YOUR TASK: A single figure is required: the number of lines below in which the word "positive" occurs.

THE RECORDS:
use std::collections::BTreeSet;
use std::path::{Path, PathBuf};

use serde::{Deserialize, Serialize};
use thiserror::Error;

use crate::model::filters::{AdjPValueFilter, ConfidenceFilter, FilterSet, PValueFilter};

/// Gen1 ligands carried into competition (Gen2) rounds in the published screen.
pub const GEN2_ELIGIBLE_V1: [&str; 20] = [
    "C027", "C028", "C044", "C046", "C064", "C115", "C127", "C160", "C179", "C186", "C197",
    "C219", "C240", "C270", "C275", "C303", "C310", "C320", "C378", "C391",
];

pub const GEN1_LIGAND_TOTAL_V1: usize = 407;

#[derive(Debug, Error)]
pub enum ConfigError {
    #[error("failed to read config '{path}': {source}", path = path.display())]
    Io {
        path: PathBuf,
        source: std::io::Error,
    },
    #[error("failed to parse config '{path}': {source}", path = path.display())]
    Json {
        path: PathBuf,
        source: serde_json::Error,
    },
    #[error("invalid config: {0}")]
    Invalid(String),
}

/// Dataset constants injected into the engine. Every field may be omitted
/// from a JSON config file and falls back to the published screen values.
#[derive(Debug, Clone, PartialEq, Serialize, Deserialize)]
#[serde(default, deny_unknown_fields)]
pub struct EngineConfig {
    pub gen1_ligand_total: usize,
    pub gen2_eligible: BTreeSet<String>,
    pub protein_promiscuity_threshold: f64,
    pub ligand_promiscuity_threshold: f64,
    pub gen2_promiscuity_threshold: f64,
    pub top_n: usize,
    pub reference_filters: FilterSet,
    pub competition_reference_filters: FilterSet,
}

impl EngineConfig {
    pub fn default_v1() -> Self {
        Self {
            gen1_ligand_total: GEN1_LIGAND_TOTAL_V1,
            gen2_eligible: GEN2_ELIGIBLE_V1.iter().map(|s| s.to_string()).collect(),
            protein_promiscuity_threshold: 0.10,
            ligand_promiscuity_threshold: 0.05,
            gen2_promiscuity_threshold: 0.05,
            top_n: 5,
            reference_filters: FilterSet::new(
                PValueFilter::Below005,
                AdjPValueFilter::Below025,
                ConfidenceFilter::MediumHits,
            ),
            // TODO: confirm with the screening group whether the competition
            // reference bar should be Medium like the enrichment one.
            competition_reference_filters: FilterSet::new(
                PValueFilter::Below005,
                AdjPValueFilter::Below025,
                ConfidenceFilter::Low,
            ),
        }
    }

    pub fn load(path: &Path) -> Result<Self, ConfigError> {
        let content = std::fs::read_to_string(path).map_err(|source| ConfigError::Io {
            path: path.to_path_buf(),
            source,
        })?;
        let config: Self = serde_json::from_str(&content).map_err(|source| ConfigError::Json {
            path: path.to_path_buf(),
            source,
        })?;
        config.validate()?;
        Ok(config)
    }

    pub fn validate(&self) -> Result<(), ConfigError> {
        if self.gen1_ligand_total == 0 {
            return Err(ConfigError::Invalid(
                "gen1_ligand_total must be positive".to_string(),
            ));
        }
        if self.top_n == 0 {
            return Err(ConfigError::Invalid("top_n must be positive".to_string()));
        }
        for (name, value) in [
            (
                "protein_promiscuity_threshold",
                self.protein_promiscuity_threshold,
            ),
            (
                "ligand_promiscuity_threshold",
                self.ligand_promiscuity_threshold,
            ),
            ("gen2_promiscuity_threshold", self.gen2_promiscuity_threshold),
        ] {
            if !(0.0..=1.0).contains(&value) {
                return Err(ConfigError::Invalid(format!(
                    "{name} must be within [0, 1], got {value}"
                )));
            }
        }
        Ok(())
    }

    pub fn is_gen2_eligible(&self, frag_id: &str) -> bool {
        self.gen2_eligible.contains(frag_id)
    }
}

impl Default for EngineConfig {
    fn default() -> Self {
        Self::default_v1()
    }
}

#[cfg(test)]
#[path = "../../tests/src_inline/model/config.rs"]
mod tests;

PROBLEM SOLUTION: 2